A duas horas e meia a nordeste de Rumbek, do outro lado da planície arborizada e dos pântanos, a paróquia de Tonj é gerida por uma equipa de salesianos. James vem da Índia, Pedro é espanhol, Henry é coreano… Apresentou aos jovens os cânticos de Taizé, que descobriu enquanto treinava em Brooklyn. Esta noite é o terceiro convite para uma noite de oração meditativa. Às 16.30, juntamo-nos aos jovens que ensaiam os seus cânticos na guitarra, conduzidos por um voluntário eslovaco. Um irmão vietnamita organiza a decoração do pequeno pódio no meio do jardim da escola primária.
Uma igreja em Rumbec
Prosseguimos, improvisando cuidadosamente dois dias de retiro com os estudantes da Escola do Loreto. Há um encontro debaixo de uma árvore às 16.30 para reflectir sobre a fonte da confiança e o chamamento de Cristo. Depois, uma novidade: meia hora de reflexão pessoal em silêncio antes de acolher o que cada pessoa deseja partilhar. «Não falam em pequenos grupos de partilha, mas, se os convidarem a expressarem-se perante todos e os escutares, eles participarão», explicou a irmã Ann.
Todas as noites, na sala do Sexto Ano transformada em espaço de oração, toda a escola se reúne para uma oração comunitária; com oração à volta da Cruz à sexta-feira e Noite de Luzes no sábado. No domingo, uma delegação de pupilos junta-se aos jovens da paróquia. Após o serviço, oitenta jovens de toda a cidade reuniram-se. Juntos, assistimos a um filme sobre o encontro em Kigali, que está a ser preparado para Novembro de 2012.
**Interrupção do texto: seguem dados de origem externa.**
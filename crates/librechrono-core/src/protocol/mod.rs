//! Serial Protocol Communication
//!
//! Implements the chronograph rig's command/response protocol over a serial
//! link: a single fire command byte, a fixed-size tick-count response, and a
//! DTR/RTS reset handshake for Arduino-style rigs.
//!
//! Supports both the canonical raw 4-byte response and the legacy 8-byte
//! ASCII-hex response of earlier firmware revisions.

mod codec;
mod connection;
mod error;
pub mod serial;
pub mod stream;

pub use codec::WireFormat;
pub use connection::{Connection, ConnectionConfig, ConnectionState, Measurement};
pub use error::ProtocolError;
pub use serial::{configure_port, list_ports, open_port, PortInfo};

/// Command byte that arms the rig and fires the trigger
pub const FIRE_COMMAND: u8 = b'f';

/// Default baud rate for rig communication
pub const DEFAULT_BAUD_RATE: u32 = 9600;

/// Default timeout for responses in milliseconds
///
/// The rig's own watchdog window is ~2 s; the host deadline adds margin so a
/// device-reported timeout is never misread as a transport failure.
pub const DEFAULT_TIMEOUT_MS: u64 = 3000;

/// Settle delay after toggling the DTR/RTS reset lines, milliseconds
pub const RESET_SETTLE_MS: u64 = 50;

/// Boot delay after releasing reset before the rig accepts commands,
/// milliseconds. Removing this leaves the bootloader holding the port.
pub const BOOT_DELAY_MS: u64 = 1000;
//! Connection management
//!
//! Drives the rig through one fire/measure/report exchange at a time: open
//! the transport, reset the rig over the DTR/RTS lines, send the fire
//! command, block for the fixed-size response, decode it.
//!
//! The protocol is strictly half-duplex; a second fire command is never sent
//! before the previous response has been fully read.

use serde::{Deserialize, Serialize};
use std::thread;
use std::time::{Duration, Instant};
use tracing::{debug, info, warn};

use super::{
    codec::WireFormat,
    serial::{configure_port, list_ports, open_port, PortInfo},
    stream::{Channel, SerialChannel},
    ProtocolError, BOOT_DELAY_MS, DEFAULT_BAUD_RATE, DEFAULT_TIMEOUT_MS, FIRE_COMMAND,
    RESET_SETTLE_MS,
};
use crate::capture::TIMEOUT_SENTINEL;

/// Connection state
#[derive(Debug, Clone, Copy, PartialEq, Eq, Serialize, Deserialize)]
pub enum ConnectionState {
    /// Not connected
    Disconnected,
    /// Connecting (reset handshake in progress)
    Connecting,
    /// Connected and ready
    Connected,
    /// Connection error
    Error,
}

/// Outcome of one measurement exchange
///
/// A rig-reported timeout is a valid, expected outcome and is kept apart
/// from both tick counts and transport errors.
#[derive(Debug, Clone, Copy, PartialEq, Eq, Serialize, Deserialize)]
pub enum Measurement {
    /// Detection occurred after this many fast-timer ticks
    Ticks(u32),
    /// The rig's watchdog expired before any detection
    TimedOut,
}

/// Connection configuration
#[derive(Debug, Clone)]
pub struct ConnectionConfig {
    /// Serial port name
    pub port_name: String,
    /// Baud rate
    pub baud_rate: u32,
    /// Response deadline in milliseconds (rig watchdog window plus margin)
    pub timeout_ms: u64,
    /// Response encoding the attached firmware speaks
    pub format: WireFormat,
    /// Toggle the DTR/RTS reset lines after opening the transport
    pub reset_on_connect: bool,
    /// Settle delay after each reset-line edge, milliseconds
    pub reset_settle_ms: u64,
    /// Boot delay after releasing reset, milliseconds
    pub boot_delay_ms: u64,
}

impl Default for ConnectionConfig {
    fn default() -> Self {
        Self {
            port_name: String::new(),
            baud_rate: DEFAULT_BAUD_RATE,
            timeout_ms: DEFAULT_TIMEOUT_MS,
            format: WireFormat::Raw,
            reset_on_connect: true,
            reset_settle_ms: RESET_SETTLE_MS,
            boot_delay_ms: BOOT_DELAY_MS,
        }
    }
}

/// Host-side client for a chronograph rig
pub struct Connection {
    /// Transport handle
    channel: Option<Box<dyn Channel>>,
    /// Current connection state
    state: ConnectionState,
    /// Connection configuration
    config: ConnectionConfig,
}

impl Connection {
    /// Create a new connection (not yet connected)
    pub fn new(config: ConnectionConfig) -> Self {
        Self {
            channel: None,
            state: ConnectionState::Disconnected,
            config,
        }
    }

    /// List available serial ports
    pub fn list_ports() -> Vec<PortInfo> {
        list_ports()
    }

    /// Get current connection state
    pub fn state(&self) -> ConnectionState {
        self.state
    }

    /// Response encoding this connection is pinned to
    pub fn format(&self) -> WireFormat {
        self.config.format
    }

    /// Open and configure the serial port, then reset the rig
    pub fn connect(&mut self) -> Result<(), ProtocolError> {
        if self.state == ConnectionState::Connected {
            return Err(ProtocolError::AlreadyConnected);
        }

        let mut port = open_port(&self.config.port_name, Some(self.config.baud_rate))?;
        configure_port(port.as_mut())?;
        info!(port = %self.config.port_name, baud = self.config.baud_rate, "serial port opened");

        self.attach(Box::new(SerialChannel::new(port)))
    }

    /// Attach an already-open transport (TCP to a simulated rig, tests)
    pub fn connect_channel(&mut self, channel: Box<dyn Channel>) -> Result<(), ProtocolError> {
        if self.state == ConnectionState::Connected {
            return Err(ProtocolError::AlreadyConnected);
        }
        self.attach(channel)
    }

    fn attach(&mut self, mut channel: Box<dyn Channel>) -> Result<(), ProtocolError> {
        self.state = ConnectionState::Connecting;

        channel.set_timeout(Duration::from_millis(100))?;
        self.channel = Some(channel);

        if self.config.reset_on_connect {
            if let Err(e) = self.reset_rig() {
                warn!(error = %e, "reset handshake failed, session aborted");
                self.channel = None;
                self.state = ConnectionState::Error;
                return Err(e);
            }
        }

        // Drop bootloader chatter that arrived while the rig settled
        if let Some(ch) = self.channel.as_mut() {
            ch.clear_input_buffer()?;
        }

        self.state = ConnectionState::Connected;
        Ok(())
    }

    /// Disconnect from the rig, releasing the transport
    pub fn disconnect(&mut self) {
        self.channel = None;
        self.state = ConnectionState::Disconnected;
    }

    /// Hardware reset handshake over the DTR/RTS lines
    ///
    /// Deassert, settle, assert, settle, then wait out the bootloader. The
    /// long boot delay is not optional on real hardware: commands sent
    /// earlier are eaten by the bootloader and the rig appears locked.
    fn reset_rig(&mut self) -> Result<(), ProtocolError> {
        let settle = Duration::from_millis(self.config.reset_settle_ms);
        let boot = Duration::from_millis(self.config.boot_delay_ms);
        let channel = self.channel.as_mut().ok_or(ProtocolError::NotConnected)?;

        debug!("resetting rig via DTR/RTS");
        channel.set_reset_lines(false)?;
        thread::sleep(settle);
        channel.set_reset_lines(true)?;
        thread::sleep(settle);

        debug!(delay_ms = self.config.boot_delay_ms, "waiting for rig boot");
        thread::sleep(boot);
        Ok(())
    }

    /// Fire the rig and read back one measurement
    ///
    /// Blocks until the full fixed-size response has arrived or the deadline
    /// passes. The rig's timeout sentinel decodes to
    /// [`Measurement::TimedOut`]; every other decoded value is a tick count.
    pub fn measure(&mut self) -> Result<Measurement, ProtocolError> {
        if self.state != ConnectionState::Connected {
            return Err(ProtocolError::NotConnected);
        }
        let format = self.config.format;
        let deadline = Duration::from_millis(self.config.timeout_ms);
        let channel = self.channel.as_mut().ok_or(ProtocolError::NotConnected)?;

        // Stale bytes here would be decoded as part of our response
        channel.clear_input_buffer()?;

        debug!(command = FIRE_COMMAND, "sending fire command");
        channel.write_all(&[FIRE_COMMAND])?;
        channel.flush()?;

        let mut response = vec![0u8; format.response_len()];
        let started = Instant::now();
        read_exact_deadline(channel.as_mut(), &mut response, deadline)?;
        debug!(
            elapsed_ms = started.elapsed().as_millis() as u64,
            bytes = ?response,
            "response received"
        );

        let ticks = format.decode(&response)?;
        if ticks == TIMEOUT_SENTINEL {
            info!("rig reported timeout, no detection");
            Ok(Measurement::TimedOut)
        } else {
            info!(ticks, "measurement complete");
            Ok(Measurement::Ticks(ticks))
        }
    }
}

/// Read exactly `buf.len()` bytes within `deadline`
///
/// Polls `bytes_to_read()` instead of issuing blocking reads so a slow or
/// silent rig turns into a clean [`ProtocolError::Timeout`] rather than a
/// transport stall.
fn read_exact_deadline(
    channel: &mut dyn Channel,
    buf: &mut [u8],
    deadline: Duration,
) -> Result<(), ProtocolError> {
    let start = Instant::now();
    let mut offset = 0;

    while offset < buf.len() {
        if start.elapsed() > deadline {
            debug!(got = offset, want = buf.len(), "response deadline passed");
            return Err(ProtocolError::Timeout);
        }

        let available = channel.bytes_to_read()? as usize;
        if available == 0 {
            thread::sleep(Duration::from_millis(2));
            continue;
        }

        let to_read = available.min(buf.len() - offset);
        match channel.read(&mut buf[offset..offset + to_read]) {
            Ok(0) => return Err(ProtocolError::Timeout),
            Ok(n) => offset += n,
            Err(ref e)
                if e.kind() == std::io::ErrorKind::TimedOut
                    || e.kind() == std::io::ErrorKind::WouldBlock =>
            {
                continue;
            }
            Err(e) => return Err(ProtocolError::SerialError(e.to_string())),
        }
    }
    Ok(())
}

impl Drop for Connection {
    fn drop(&mut self) {
        self.disconnect();
    }
}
No Sudão do Sul, a Igreja está ainda muito perto das suas origens. Como em outros locais e outros momentos, Cristo comunica através do testemunho de comunidades que celebram um Deus que está presente no sofrimento humano, que deu a Sua vida e abriu um caminho de vida através de grande sofrimento e humilhação. Permite às pessoas que procurem e encontrem um sentido para a sua vida mesmo nas circunstâncias mais dramáticas. Os primeiros missionários, os primeiros padres africanos que consumiram a sua vida no fogo do Evangelho, fundamentaram a sua mensagem de paz e perdão. Hoje, os que consagram a Ele as suas vidas e servem os seus anfitriões africanos garantem que a transmissão continue.